Lorsque Vincent entre dans la pièce, je suis perdu dans mes pensées. Ce que je craignais s’est réalisé, Elena n’a pas accepté que Vincent fasse des tests sur moi en tout cas pour le moment. Mine de rien, je regrette que nous ne soyons pas sur la même longueur d’onde tous les deux. Le docteur vient se placer à mes côtés.

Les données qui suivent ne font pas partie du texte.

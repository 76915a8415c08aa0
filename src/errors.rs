/// Structured error types for the aggregation core.
///
/// Provider and store failures are absorbed at their component boundary
/// (logged, degraded to empty results); these types exist so the seams can
/// still tell callers *why* something came back empty.
use thiserror::Error;

/// Failure of a single upstream provider call.
#[derive(Debug, Clone, Error)]
pub enum SourceError {
    /// The provider answered with a rate-limit status (HTTP 429).
    /// Retried with exponential backoff.
    #[error("rate limited upstream (status {status})")]
    RateLimited {
        status: u16,
        retry_after: Option<u64>,
    },

    /// Non-success HTTP status other than 429. Not retried.
    #[error("upstream returned HTTP {status}: {body}")]
    Http { status: u16, body: String },

    /// Transport-level failure (connect, timeout, TLS, body read).
    #[error("network error: {0}")]
    Network(String),

    /// Backoff retries exhausted without a successful call.
    #[error("max retries exceeded for {provider}")]
    MaxRetriesExceeded { provider: String },
}

impl SourceError {
    /// Whether this failure should trigger a backoff retry.
    pub fn is_rate_limit(&self) -> bool {
        matches!(self, SourceError::RateLimited { .. })
    }
}

/// Failure of the external key-value store. Always treated as a cache
/// miss / no-op by the cache layer.
#[derive(Debug, Clone, Error)]
pub enum StoreError {
    #[error("store unavailable: {0}")]
    Unavailable(String),
}
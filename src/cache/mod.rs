/// Best-effort TTL cache on top of the external key-value store.
///
/// Every store failure is logged and degraded to a miss or a no-op; the
/// rest of the pipeline never sees a cache error.
pub mod store;

use serde::de::DeserializeOwned;
use serde::Serialize;
use std::sync::Arc;
use std::time::Duration;

use crate::config::CacheSettings;
use crate::errors::StoreError;
use crate::logger::{self, LogTag};
use store::CacheStore;

/// Key holding the merged base token list.
pub const BASE_TOKENS_KEY: &str = "tokens:base";
const HITS_KEY: &str = "cache:stats:hits";
const MISSES_KEY: &str = "cache:stats:misses";

/// Monotonic hit/miss totals for observability.
#[derive(Debug, Clone, Copy, Default, Serialize)]
pub struct CacheStats {
    pub hits: i64,
    pub misses: i64,
}

pub struct CacheService {
    store: Arc<dyn CacheStore>,
    ttl: Duration,
    enabled: bool,
}

impl CacheService {
    pub fn new(store: Arc<dyn CacheStore>, settings: &CacheSettings) -> Self {
        Self {
            store,
            ttl: settings.ttl(),
            enabled: settings.enabled,
        }
    }

    /// Default TTL for cached values, from configuration.
    pub fn ttl(&self) -> Duration {
        self.ttl
    }

    /// Cache key for a per-address detail lookup. Address-insensitive.
    pub fn detail_key(address: &str) -> String {
        format!("token:detail:{}", address.to_lowercase())
    }

    /// Typed read. `None` on miss, disabled cache, store failure or a
    /// value that no longer deserializes.
    pub async fn get<T: DeserializeOwned>(&self, key: &str) -> Option<T> {
        if !self.enabled {
            return None;
        }

        let raw = match self.store.get(key).await {
            Ok(value) => value?,
            Err(err) => {
                log_store_error("get", key, &err);
                return None;
            }
        };

        match serde_json::from_str(&raw) {
            Ok(value) => Some(value),
            Err(err) => {
                logger::warning(
                    LogTag::Cache,
                    &format!("discarding undecodable cache entry {}: {}", key, err),
                );
                None
            }
        }
    }

    /// Typed write. Silently a no-op when the cache is disabled; store and
    /// serialization failures are logged and swallowed.
    pub async fn set<T: Serialize>(&self, key: &str, value: &T, ttl: Duration) {
        if !self.enabled {
            return;
        }

        let raw = match serde_json::to_string(value) {
            Ok(raw) => raw,
            Err(err) => {
                logger::warning(
                    LogTag::Cache,
                    &format!("failed to serialize cache entry {}: {}", key, err),
                );
                return;
            }
        };

        if let Err(err) = self.store.set(key, &raw, ttl).await {
            log_store_error("set", key, &err);
        }
    }

    pub async fn delete(&self, key: &str) {
        if let Err(err) = self.store.del(key).await {
            log_store_error("del", key, &err);
        }
    }

    /// Drop the base list and every per-address detail entry.
    pub async fn flush_tokens(&self) {
        for pattern in ["tokens:*", "token:detail:*"] {
            if let Err(err) = self.store.scan_delete(pattern).await {
                log_store_error("scan_delete", pattern, &err);
            }
        }
    }

    pub async fn increment_hits(&self) {
        if let Err(err) = self.store.incr(HITS_KEY).await {
            log_store_error("incr", HITS_KEY, &err);
        }
    }

    pub async fn increment_misses(&self) {
        if let Err(err) = self.store.incr(MISSES_KEY).await {
            log_store_error("incr", MISSES_KEY, &err);
        }
    }

    /// Current hit/miss totals. Failures read as zero.
    pub async fn stats(&self) -> CacheStats {
        CacheStats {
            hits: self.read_counter(HITS_KEY).await,
            misses: self.read_counter(MISSES_KEY).await,
        }
    }

    async fn read_counter(&self, key: &str) -> i64 {
        match self.store.get(key).await {
            Ok(Some(raw)) => raw.parse().unwrap_or(0),
            Ok(None) => 0,
            Err(err) => {
                log_store_error("get", key, &err);
                0
            }
        }
    }
}

fn log_store_error(operation: &str, key: &str, err: &StoreError) {
    logger::warning(
        LogTag::Cache,
        &format!("store {} failed for {}: {}", operation, key, err),
    );
}
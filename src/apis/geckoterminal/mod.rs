/// GeckoTerminal client and normalizer.
///
/// Pulls `/networks/solana/trending_pools?include=base_token`; the network
/// is pinned in the path so no chain filter is applied afterwards.
pub mod types;

pub use self::types::{GeckoPool, TrendingPoolsResponse};

use async_trait::async_trait;
use std::sync::Arc;
use std::time::Instant;

use crate::apis::client::{HttpClient, RateLimiter};
use crate::apis::stats::{ApiStats, ApiStatsTracker};
use crate::apis::{passes_domain_filters, TokenSource};
use crate::errors::SourceError;
use crate::logger::{self, LogTag};
use crate::tokens::types::Token;

pub const PROVIDER: &str = "geckoterminal";

pub struct GeckoTerminalClient {
    http: Arc<HttpClient>,
    limiter: Arc<RateLimiter>,
    stats: ApiStatsTracker,
    base_url: String,
}

impl GeckoTerminalClient {
    pub fn new(http: Arc<HttpClient>, limiter: Arc<RateLimiter>, base_url: String) -> Self {
        Self {
            http,
            limiter,
            stats: ApiStatsTracker::new(),
            base_url,
        }
    }

    async fn fetch_payload(&self) -> Result<serde_json::Value, SourceError> {
        let url = format!(
            "{}/networks/solana/trending_pools?include=base_token",
            self.base_url
        );
        logger::debug(LogTag::Api, "[GECKOTERMINAL] fetching trending pools");

        let started = Instant::now();
        let result = self
            .http
            .get_json(&url, &[("accept", "application/json")])
            .await;
        let elapsed = started.elapsed().as_millis() as f64;

        match &result {
            Ok(_) => self.stats.record_request(true, elapsed),
            Err(err) => {
                self.stats.record_request(false, elapsed);
                self.stats.record_error(err.to_string());
            }
        }
        result
    }
}

/// Map a raw trending-pools payload into canonical tokens. Malformed
/// payloads yield an empty list.
pub fn normalize(payload: &serde_json::Value) -> Vec<Token> {
    let response: TrendingPoolsResponse = match serde_json::from_value(payload.clone()) {
        Ok(parsed) => parsed,
        Err(err) => {
            logger::debug(
                LogTag::Api,
                &format!("[GECKOTERMINAL] unparseable payload: {}", err),
            );
            return Vec::new();
        }
    };

    response
        .data
        .iter()
        .filter_map(GeckoPool::to_token)
        .filter(passes_domain_filters)
        .collect()
}

#[async_trait]
impl TokenSource for GeckoTerminalClient {
    fn name(&self) -> &'static str {
        PROVIDER
    }

    async fn fetch_tokens(&self) -> Result<Vec<Token>, SourceError> {
        let payload = self
            .limiter
            .execute_with_backoff(PROVIDER, || self.fetch_payload())
            .await?;

        Ok(normalize(&payload))
    }

    fn stats(&self) -> ApiStats {
        self.stats.stats()
    }
}
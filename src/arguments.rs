/// Command-line arguments.
use clap::Parser;

use crate::logger::LogLevel;

#[derive(Debug, Parser)]
#[command(
    name = "tokenscope",
    about = "Aggregates Solana token market data from multiple providers",
    version
)]
pub struct Arguments {
    /// Run a single refresh cycle and exit
    #[arg(long)]
    pub once: bool,

    /// Clear cached token data and exit
    #[arg(long)]
    pub flush_cache: bool,

    /// Show debug logs
    #[arg(long)]
    pub debug: bool,

    /// Only show warnings and errors
    #[arg(long, conflicts_with = "debug")]
    pub quiet: bool,
}

impl Arguments {
    pub fn log_level(&self) -> LogLevel {
        if self.debug {
            LogLevel::Debug
        } else if self.quiet {
            LogLevel::Warning
        } else {
            LogLevel::Info
        }
    }
}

- Que décides-tu ? se contente-t-il de me demander.
Je devine tout de suite de quoi il veut parler. Je relève la tête pour croiser son regard.
- On continue, affirmé-je sans hésitation.
Vincent soupire.
- Dans ce cas, je vais m’y remettre dès maintenant.
Il sort une seringue de sa poche. Je comprends directement le message et lui tends mon bras. Sans rajouter un mot, il plante l’aiguille dans ma chair. Une certitude tourne en boucle dans ma tête, peu importe que Vincent réussisse, je trouverais une solution pour vaincre cette saleté. Après avoir prélevé mon sang, mon ami fourre sa seringue dans une poche de sa blouse.
- Je te garde en observation jusqu’à demain. Après ce qui s’est passé tout à l’heure, je préfère éviter de traverser à nouveau toute la base pour te soigner. Je dirais dans le rapport que tu as fait un malaise à la suite de ta dernière commotion.
- Tu penses qu’ils te croiront ? demandé-je, sceptique.
Après une moue dubitative, il admet :
- J’imagine que non, mais mieux vaut ne pas jeter de l’huile sur le feu. Repose-toi, je repasse ce soir pour vérifier ton état.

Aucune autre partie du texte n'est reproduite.